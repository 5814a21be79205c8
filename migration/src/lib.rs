pub use sea_orm_migration::prelude::*;

mod m20251017_090000_create_reading_progress_table;

pub struct Migrator;

#[async_trait::async_trait]
impl MigratorTrait for Migrator {
    fn migrations() -> Vec<Box<dyn MigrationTrait>> {
        vec![Box::new(
            m20251017_090000_create_reading_progress_table::Migration,
        )]
    }
}
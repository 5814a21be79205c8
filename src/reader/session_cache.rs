use std::borrow::Borrow;
use std::collections::{BTreeMap, HashMap};
use std::hash::Hash;
use std::sync::{Mutex, MutexGuard, PoisonError};

use serde::Serialize;

/// Bounded in-memory cache with least-recently-used eviction.
///
/// Recency is tracked with a monotonically increasing access stamp per entry
/// and a stamp-ordered index, so promotion and eviction are both `O(log n)`.
/// A single lock guards entries, ordering and counters.
#[derive(Debug)]
pub struct SessionCache<K, V> {
    inner: Mutex<Inner<K, V>>,
    max_size: usize,
}

#[derive(Debug, Clone, Copy, PartialEq, Serialize)]
#[serde(rename_all = "camelCase")]
pub struct CacheStats {
    pub size: usize,
    pub max_size: usize,
    pub hits: u64,
    pub misses: u64,
    pub hit_rate: f64,
    pub eviction_count: u64,
}

#[derive(Debug)]
struct Inner<K, V> {
    entries: HashMap<K, Slot<V>>,
    recency: BTreeMap<u64, K>,
    clock: u64,
    hits: u64,
    misses: u64,
    evictions: u64,
}

#[derive(Debug)]
struct Slot<V> {
    value: V,
    stamp: u64,
}

impl<K, V> SessionCache<K, V>
where
    K: Hash + Eq + Clone,
    V: Clone,
{
    /// A zero capacity is raised to one.
    pub fn new(max_size: usize) -> Self {
        Self {
            inner: Mutex::new(Inner {
                entries: HashMap::new(),
                recency: BTreeMap::new(),
                clock: 0,
                hits: 0,
                misses: 0,
                evictions: 0,
            }),
            max_size: max_size.max(1),
        }
    }

    fn lock(&self) -> MutexGuard<'_, Inner<K, V>> {
        // Every critical section leaves the maps consistent before it can panic.
        self.inner.lock().unwrap_or_else(PoisonError::into_inner)
    }

    /// Returns a clone of the value and marks it most recently used.
    pub fn get<Q>(&self, key: &Q) -> Option<V>
    where
        K: Borrow<Q>,
        Q: Hash + Eq + ?Sized,
    {
        let mut guard = self.lock();
        let inner = &mut *guard;
        inner.clock += 1;
        let stamp = inner.clock;
        match inner.entries.get_mut(key) {
            Some(slot) => {
                let previous = std::mem::replace(&mut slot.stamp, stamp);
                if let Some(owned) = inner.recency.remove(&previous) {
                    inner.recency.insert(stamp, owned);
                }
                inner.hits += 1;
                Some(slot.value.clone())
            }
            None => {
                inner.misses += 1;
                None
            }
        }
    }

    /// Reads without touching recency or hit statistics.
    pub fn peek<Q>(&self, key: &Q) -> Option<V>
    where
        K: Borrow<Q>,
        Q: Hash + Eq + ?Sized,
    {
        self.lock().entries.get(key).map(|slot| slot.value.clone())
    }

    pub fn contains<Q>(&self, key: &Q) -> bool
    where
        K: Borrow<Q>,
        Q: Hash + Eq + ?Sized,
    {
        self.lock().entries.contains_key(key)
    }

    /// Inserts or replaces `key`, making it most recently used. Returns the key
    /// evicted to make room, if any.
    pub fn put(&self, key: K, value: V) -> Option<K> {
        let mut guard = self.lock();
        let inner = &mut *guard;
        inner.clock += 1;
        let stamp = inner.clock;

        if let Some(slot) = inner.entries.get_mut(&key) {
            let previous = std::mem::replace(&mut slot.stamp, stamp);
            slot.value = value;
            inner.recency.remove(&previous);
            inner.recency.insert(stamp, key);
            return None;
        }

        let mut evicted = None;
        while inner.entries.len() >= self.max_size {
            let Some((_, oldest)) = inner.recency.pop_first() else {
                break;
            };
            inner.entries.remove(&oldest);
            inner.evictions += 1;
            evicted = Some(oldest);
        }

        inner.entries.insert(key.clone(), Slot { value, stamp });
        inner.recency.insert(stamp, key);
        evicted
    }

    /// Mutates an entry in place without changing its recency. Returns `false`
    /// when the key is absent (e.g. evicted meanwhile).
    pub fn update<Q, F>(&self, key: &Q, f: F) -> bool
    where
        K: Borrow<Q>,
        Q: Hash + Eq + ?Sized,
        F: FnOnce(&mut V),
    {
        match self.lock().entries.get_mut(key) {
            Some(slot) => {
                f(&mut slot.value);
                true
            }
            None => false,
        }
    }

    pub fn remove<Q>(&self, key: &Q) -> Option<V>
    where
        K: Borrow<Q>,
        Q: Hash + Eq + ?Sized,
    {
        let mut guard = self.lock();
        let inner = &mut *guard;
        let slot = inner.entries.remove(key)?;
        inner.recency.remove(&slot.stamp);
        Some(slot.value)
    }

    /// Drops every entry. Hit, miss and eviction counters keep counting.
    pub fn clear(&self) {
        let mut guard = self.lock();
        guard.entries.clear();
        guard.recency.clear();
    }

    /// Keys from least to most recently used.
    pub fn keys(&self) -> Vec<K> {
        self.lock().recency.values().cloned().collect()
    }

    pub fn len(&self) -> usize {
        self.lock().entries.len()
    }

    pub fn is_empty(&self) -> bool {
        self.len() == 0
    }

    pub fn max_size(&self) -> usize {
        self.max_size
    }

    pub fn stats(&self) -> CacheStats {
        let inner = self.lock();
        let accesses = inner.hits + inner.misses;
        CacheStats {
            size: inner.entries.len(),
            max_size: self.max_size,
            hits: inner.hits,
            misses: inner.misses,
            hit_rate: if accesses == 0 {
                0.0
            } else {
                inner.hits as f64 / accesses as f64
            },
            eviction_count: inner.evictions,
        }
    }
}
====
### Task item
What this task asks for is an exact copy of the material above.

### Reply to the exercise
repository 5814a21be79205c8
filename migration/src/lib.rs
pub use sea_orm_migration::prelude::*;

mod m20251017_090000_create_reading_progress_table;

pub struct Migrator;

#[async_trait::async_trait]
impl MigratorTrait for Migrator {
    fn migrations() -> Vec<Box<dyn MigrationTrait>> {
        vec![Box::new(
            m20251017_090000_create_reading_progress_table::Migration,
        )]
    }
}
repository 5814a21be79205c8
filename src/reader/session_cache.rs
use std::borrow::Borrow;
use std::collections::{BTreeMap, HashMap};
use std::hash::Hash;
use std::sync::{Mutex, MutexGuard, PoisonError};

use serde::Serialize;

/// Bounded in-memory cache with least-recently-used eviction.
///
/// Recency is tracked with a monotonically increasing access stamp per entry
/// and a stamp-ordered index, so promotion and eviction are both `O(log n)`.
/// A single lock guards entries, ordering and counters.
#[derive(Debug)]
pub struct SessionCache<K, V> {
    inner: Mutex<Inner<K, V>>,
    max_size: usize,
}

#[derive(Debug, Clone, Copy, PartialEq, Serialize)]
#[serde(rename_all = "camelCase")]
pub struct CacheStats {
    pub size: usize,
    pub max_size: usize,
    pub hits: u64,
    pub misses: u64,
    pub hit_rate: f64,
    pub eviction_count: u64,
}

#[derive(Debug)]
struct Inner<K, V> {
    entries: HashMap<K, Slot<V>>,
    recency: BTreeMap<u64, K>,
    clock: u64,
    hits: u64,
    misses: u64,
    evictions: u64,
}

#[derive(Debug)]
struct Slot<V> {
    value: V,
    stamp: u64,
}

impl<K, V> SessionCache<K, V>
where
    K: Hash + Eq + Clone,
    V: Clone,
{
    /// A zero capacity is raised to one.
    pub fn new(max_size: usize) -> Self {
        Self {
            inner: Mutex::new(Inner {
                entries: HashMap::new(),
                recency: BTreeMap::new(),
                clock: 0,
                hits: 0,
                misses: 0,
                evictions: 0,
            }),
            max_size: max_size.max(1),
        }
    }

    fn lock(&self) -> MutexGuard<'_, Inner<K, V>> {
        // Every critical section leaves the maps consistent before it can panic.
        self.inner.lock().unwrap_or_else(PoisonError::into_inner)
    }

    /// Returns a clone of the value and marks it most recently used.
    pub fn get<Q>(&self, key: &Q) -> Option<V>
    where
        K: Borrow<Q>,
        Q: Hash + Eq + ?Sized,
    {
        let mut guard = self.lock();
        let inner = &mut *guard;
        inner.clock += 1;
        let stamp = inner.clock;
        match inner.entries.get_mut(key) {
            Some(slot) => {
                let previous = std::mem::replace(&mut slot.stamp, stamp);
                if let Some(owned) = inner.recency.remove(&previous) {
                    inner.recency.insert(stamp, owned);
                }
                inner.hits += 1;
                Some(slot.value.clone())
            }
            None => {
                inner.misses += 1;
                None
            }
        }
    }

    /// Reads without touching recency or hit statistics.
    pub fn peek<Q>(&self, key: &Q) -> Option<V>
    where
        K: Borrow<Q>,
        Q: Hash + Eq + ?Sized,
    {
        self.lock().entries.get(key).map(|slot| slot.value.clone())
    }

    pub fn contains<Q>(&self, key: &Q) -> bool
    where
        K: Borrow<Q>,
        Q: Hash + Eq + ?Sized,
    {
        self.lock().entries.contains_key(key)
    }

    /// Inserts or replaces `key`, making it most recently used. Returns the key
    /// evicted to make room, if any.
    pub fn put(&self, key: K, value: V) -> Option<K> {
        let mut guard = self.lock();
        let inner = &mut *guard;
        inner.clock += 1;
        let stamp = inner.clock;

        if let Some(slot) = inner.entries.get_mut(&key) {
            let previous = std::mem::replace(&mut slot.stamp, stamp);
            slot.value = value;
            inner.recency.remove(&previous);
            inner.recency.insert(stamp, key);
            return None;
        }

        let mut evicted = None;
        while inner.entries.len() >= self.max_size {
            let Some((_, oldest)) = inner.recency.pop_first() else {
                break;
            };
            inner.entries.remove(&oldest);
            inner.evictions += 1;
            evicted = Some(oldest);
        }

        inner.entries.insert(key.clone(), Slot { value, stamp });
        inner.recency.insert(stamp, key);
        evicted
    }

    /// Mutates an entry in place without changing its recency. Returns `false`
    /// when the key is absent (e.g. evicted meanwhile).
    pub fn update<Q, F>(&self, key: &Q, f: F) -> bool
    where
        K: Borrow<Q>,
        Q: Hash + Eq + ?Sized,
        F: FnOnce(&mut V),
    {
        match self.lock().entries.get_mut(key) {
            Some(slot) => {
                f(&mut slot.value);
                true
            }
            None => false,
        }
    }

    pub fn remove<Q>(&self, key: &Q) -> Option<V>
    where
        K: Borrow<Q>,
        Q: Hash + Eq + ?Sized,
    {
        let mut guard = self.lock();
        let inner = &mut *guard;
        let slot = inner.entries.remove(key)?;
        inner.recency.remove(&slot.stamp);
        Some(slot.value)
    }

    /// Drops every entry. Hit, miss and eviction counters keep counting.
    pub fn clear(&self) {
        let mut guard = self.lock();
        guard.entries.clear();
        guard.recency.clear();
    }

    /// Keys from least to most recently used.
    pub fn keys(&self) -> Vec<K> {
        self.lock().recency.values().cloned().collect()
    }

    pub fn len(&self) -> usize {
        self.lock().entries.len()
    }

    pub fn is_empty(&self) -> bool {
        self.len() == 0
    }

    pub fn max_size(&self) -> usize {
        self.max_size
    }

    pub fn stats(&self) -> CacheStats {
        let inner = self.lock();
        let accesses = inner.hits + inner.misses;
        CacheStats {
            size: inner.entries.len(),
            max_size: self.max_size,
            hits: inner.hits,
            misses: inner.misses,
            hit_rate: if accesses == 0 {
                0.0
            } else {
                inner.hits as f64 / accesses as f64
            },
            eviction_count: inner.evictions,
        }
    }
}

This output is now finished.